Come prima cosa: qual è il suo legame con l’Umbria?

Vivo a Bastia Umbra e sono da sempre molto attaccato alla mia terra.

Ho letto che il suo sogno era quello di diventare bodybuilder e nel 2002 ha vinto il titolo Mr. Italia Body Building: ha realizzato quindi il suo sogno?

Tutto quello che sognavo da ragazzino l’ho realizzato. Sono entrato in palestra per la prima volta a 16 anni dopo un infortunio al ginocchio mentre giocavo a calcio. Da quel momento non ne sono più uscito. Ho smesso con il calcio e mi sono dedicato al mio corpo: il culturismo è diventato la mia passione. Con il tempo ho trasformato questa passione in un lavoro. Posso dire che tutti i miei sacrifici sono stati ripagati.

A proposito di sacrifici: cosa ha rinunciato per arrivare a questo traguardo?

In primis al cibo: ovviamente chi pratica questa disciplina – perché il culturismo è una disciplina e non uno sport – non può mangiare tutto. Poi ho rinunciato al tempo libero e agli stravizi da ragazzo. Poca vita notturna, perché altrimenti non si ha la forza per gli allenamenti la mattina dopo.

Non ha mai pensato di aver esagerato nello sviluppare i suoi muscoli?

Non mi è mai passato per la testa, anche se so che è difficile dire basta, soprattutto se pratichi il culturismo a livello agonistico. Cerchi sempre di progredire e migliorare il tuo corpo.

Non si corre il rischio che diventi un’ossessione?

Sì. Per questo è fondamentale conoscere i propri limiti. Ognuno di noi li ha, e per questo vanno rispettati. Sono loro che danno uno stop e ci evitano di spingerci sempre più avanti.

Ci dia qualche consiglio per mettersi in forma in vista dell’estate…

È inutile fare gli ipocriti, oggi l’estetica conta molto. E non lo dico io. Tutti vogliono guardarsi allo specchio e piacersi, come pure essere in forma in vista dell’estate, ma non lo si può fare ad aprile o a maggio. Ci deve essere un allenamento di 3-4 ore a settimana sempre, tutto l’anno. L’attività fisica non porta benessere solo al corpo, ma anche alla mente, ti fa stare bene con te stesso e di conseguenza con le altre persone. Lo stare bene con il proprio corpo è fondamentale nella vita, perché ti rende più bello e ti fa rapportare con gli altri nel migliore dei modi.

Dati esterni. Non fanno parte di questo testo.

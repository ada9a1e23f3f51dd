// Entity Models
// Following Rich Hickey's philosophy: "Identity persists, values change"
//
// Every domain object has:
// - Stable identity (UUID) in the global `entity` registry that NEVER changes
// - A payload row in its own table (1:1 by id)
// - A `*_view` joining the two for reads
//
// Changes are recorded by superseding, never by deleting.

pub mod entity;
pub mod recurrence;
pub mod transaction;

pub use entity::{Entity, EntityRegistry, Lifecycle};
pub use recurrence::{NewRecurrence, Recurrence, RecurrenceFilter, RecurrencePatch, RecurrenceStore};
pub use transaction::{
    NewTransaction, Transaction, TransactionFilter, TransactionPatch, TransactionStore,
};

/// Entity type discriminator for transactions.
pub const TRANSACTIONS: &str = "transactions";

/// Entity type discriminator for recurrences.
pub const RECURRENCES: &str = "recurrences";

/// Default page size for list operations.
pub const DEFAULT_LIST_LIMIT: u32 = 100;

/// Deserialize helper for patch fields that distinguish "absent" (`None`)
/// from "explicit null" (`Some(None)`).
pub(crate) fn double_option<'de, T, D>(deserializer: D) -> Result<Option<Option<T>>, D::Error>
where
    T: serde::Deserialize<'de>,
    D: serde::Deserializer<'de>,
{
    serde::Deserialize::deserialize(deserializer).map(Some)
}
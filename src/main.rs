// MemoGarden - command-line interface
//
// Every command opens its own Core: autocommit for single operations,
// atomic mode for bulk writes (seed, import).

use anyhow::{Context, Result};
use chrono::{Local, NaiveDate};
use clap::{Parser, Subcommand};
use std::path::PathBuf;

use memogarden_core::observability::init_tracing;
use memogarden_core::{
    import_transactions, load_csv, seed_transactions, temporal, Database, Error, NewTransaction,
    Settings, TransactionFilter, TransactionPatch, DEFAULT_LIST_LIMIT,
};

#[derive(Parser)]
#[command(name = "memogarden")]
#[command(author, version, about = "Personal finance tracking on a single SQLite file", long_about = None)]
struct Cli {
    /// TOML configuration file
    #[arg(short, long, env = "MEMOGARDEN_CONFIG")]
    config: Option<PathBuf>,

    /// Database file (overrides configuration)
    #[arg(short, long)]
    database: Option<PathBuf>,

    /// Enable debug logging
    #[arg(short, long)]
    verbose: bool,

    #[command(subcommand)]
    command: Commands,
}

#[derive(Subcommand)]
enum Commands {
    /// Create the schema and apply pending migrations
    Init,

    /// Record sample transactions dated relative to today
    Seed,

    /// Import transactions from a CSV file (all-or-nothing)
    Import {
        /// CSV with columns date,description,amount,account[,category,notes,currency]
        csv: PathBuf,
    },

    /// Record a single transaction
    Add {
        /// Signed amount (negative = expense)
        #[arg(long, allow_negative_numbers = true)]
        amount: f64,

        /// Transaction date, YYYY-MM-DD (default: today)
        #[arg(long, value_parser = parse_date_arg)]
        date: Option<NaiveDate>,

        #[arg(long)]
        account: String,

        #[arg(long, default_value = "")]
        description: String,

        #[arg(long)]
        category: Option<String>,

        #[arg(long)]
        notes: Option<String>,

        /// ISO 4217 code (default: configured currency)
        #[arg(long)]
        currency: Option<String>,

        #[arg(long)]
        author: Option<String>,
    },

    /// List transactions, newest first
    List {
        #[arg(long, value_parser = parse_date_arg)]
        start_date: Option<NaiveDate>,

        #[arg(long, value_parser = parse_date_arg)]
        end_date: Option<NaiveDate>,

        #[arg(long)]
        account: Option<String>,

        #[arg(long)]
        category: Option<String>,

        /// Include deleted/replaced transactions
        #[arg(long)]
        include_superseded: bool,

        #[arg(long, default_value_t = DEFAULT_LIST_LIMIT)]
        limit: u32,

        #[arg(long, default_value_t = 0)]
        offset: u32,
    },

    /// Show one transaction (including superseded ones)
    Show { id: String },

    /// Change some fields of a transaction
    Update {
        id: String,

        #[arg(long, allow_negative_numbers = true)]
        amount: Option<f64>,

        #[arg(long, value_parser = parse_date_arg)]
        date: Option<NaiveDate>,

        #[arg(long)]
        description: Option<String>,

        #[arg(long)]
        account: Option<String>,

        #[arg(long, conflicts_with = "clear_category")]
        category: Option<String>,

        /// Remove the category
        #[arg(long)]
        clear_category: bool,

        #[arg(long, conflicts_with = "clear_notes")]
        notes: Option<String>,

        /// Remove the notes
        #[arg(long)]
        clear_notes: bool,

        #[arg(long)]
        currency: Option<String>,
    },

    /// Soft-delete a transaction (supersede it with a tombstone)
    Delete { id: String },

    /// List distinct account labels
    Accounts,

    /// List distinct category labels
    Categories,
}

fn parse_date_arg(value: &str) -> std::result::Result<NaiveDate, String> {
    temporal::parse_date(value).map_err(|e| e.to_string())
}

/// `None` = untouched, `Some(None)` = cleared.
fn nullable(value: Option<String>, clear: bool) -> Option<Option<String>> {
    if clear {
        Some(None)
    } else {
        value.map(Some)
    }
}

fn main() -> Result<()> {
    let cli = Cli::parse();

    let mut settings =
        Settings::load(cli.config.as_deref()).context("Failed to load configuration")?;
    if let Some(database) = &cli.database {
        settings.database_path = database.clone();
    }

    init_tracing(if cli.verbose { "debug" } else { settings.log_filter.as_str() });

    let db = Database::from_settings(&settings);
    db.init()
        .with_context(|| format!("Failed to initialize {}", db.path().display()))?;

    run(cli.command, &db, &settings)
}

fn run(command: Commands, db: &Database, settings: &Settings) -> Result<()> {
    match command {
        Commands::Init => {
            println!("✓ Database ready at {}", db.path().display());
        }

        Commands::Seed => {
            let today = Local::now().date_naive();
            let count = db.atomic(|core| seed_transactions(core, today, &settings.default_currency))?;
            println!("✓ Seeded {} transactions", count);
        }

        Commands::Import { csv } => {
            let rows = load_csv(&csv, &settings.default_currency)
                .with_context(|| format!("Failed to load {}", csv.display()))?;
            let count = db.atomic(|core| import_transactions(core, &rows))?;
            println!("✓ Imported {} transactions from {}", count, csv.display());
        }

        Commands::Add {
            amount,
            date,
            account,
            description,
            category,
            notes,
            currency,
            author,
        } => {
            let date = date.unwrap_or_else(|| Local::now().date_naive());
            let currency = currency
                .map(|c| c.to_uppercase())
                .unwrap_or_else(|| settings.default_currency.clone());

            let mut tx = NewTransaction::new(amount, date, account, currency)
                .with_description(description);
            tx.category = category;
            tx.notes = notes;
            if let Some(author) = author {
                tx.author = author;
            }

            let core = db.core()?;
            let id = core.transaction().record(&tx)?;
            print_json(&core.transaction().get_by_id(&id)?)?;
        }

        Commands::List {
            start_date,
            end_date,
            account,
            category,
            include_superseded,
            limit,
            offset,
        } => {
            let filter = TransactionFilter {
                start_date,
                end_date,
                account,
                category,
                include_superseded,
            };
            let rows = db.core()?.transaction().list(&filter, limit, offset)?;
            print_json(&rows)?;
        }

        Commands::Show { id } => {
            print_json(&db.core()?.transaction().get_by_id(&id)?)?;
        }

        Commands::Update {
            id,
            amount,
            date,
            description,
            account,
            category,
            clear_category,
            notes,
            clear_notes,
            currency,
        } => {
            let patch = TransactionPatch {
                amount,
                currency: currency.map(|c| c.to_uppercase()),
                transaction_date: date,
                description,
                account,
                category: nullable(category, clear_category),
                notes: nullable(notes, clear_notes),
                ..Default::default()
            };
            if patch.is_empty() {
                return Err(Error::MalformedUpdate { id }.into());
            }

            let core = db.core()?;
            core.transaction().update(&id, &patch)?;
            print_json(&core.transaction().get_by_id(&id)?)?;
        }

        Commands::Delete { id } => {
            let tombstone = db.core()?.transaction().delete(&id)?;
            println!("✓ Deleted {} (superseded by {})", id, tombstone);
        }

        Commands::Accounts => {
            for account in db.core()?.transaction().accounts()? {
                println!("{}", account);
            }
        }

        Commands::Categories => {
            for category in db.core()?.transaction().categories()? {
                println!("{}", category);
            }
        }
    }

    Ok(())
}

fn print_json<T: serde::Serialize>(value: &T) -> Result<()> {
    println!("{}", serde_json::to_string_pretty(value)?);
    Ok(())
}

Il suo è un tipo di sport legato all’età?

Il culturismo è una disciplina senza una fine ben precisa. Puoi fare il bodybuilder anche a 60 anni. Si va in pensione quando si perdono le motivazioni, quando la cura del corpo, l’attività fisica e tutto questo mondo non interessano più, ma a quel punto non ci sono rimpianti. È una scelta precisa della persona.

Cosa accade al corpo quando si decide di abbandonare?

La visione popolare, errata, è che i miei 100 chili di muscoli diventino 100 chili di grasso. I muscoli non si trasformano in grasso, possono diminuire e da 100 si passa a 70, ma non si cambierà mai radicalmente stile di vita. Una persona abituata da oltre 30 anni alla vita sportiva, a mangiare determinate cose, non inizierà mai a ingozzarsi di dolci e schifezze e non smetterà di fare attività fisica.

L’Umbria nell’ambiente del culturismo che ruolo ha a livello nazionale?

In Umbria c’è poco, solo piccole realtà a livello agonistico.

Come descriverebbe l’Umbria in tre parole?

Vivibile, la regione più bella d’Italia, chiusa di mentalità. Quest’ultima caratteristica non è detto che sia un difetto.

La prima cosa che le viene in mente pensando a questa regione…

Famiglia.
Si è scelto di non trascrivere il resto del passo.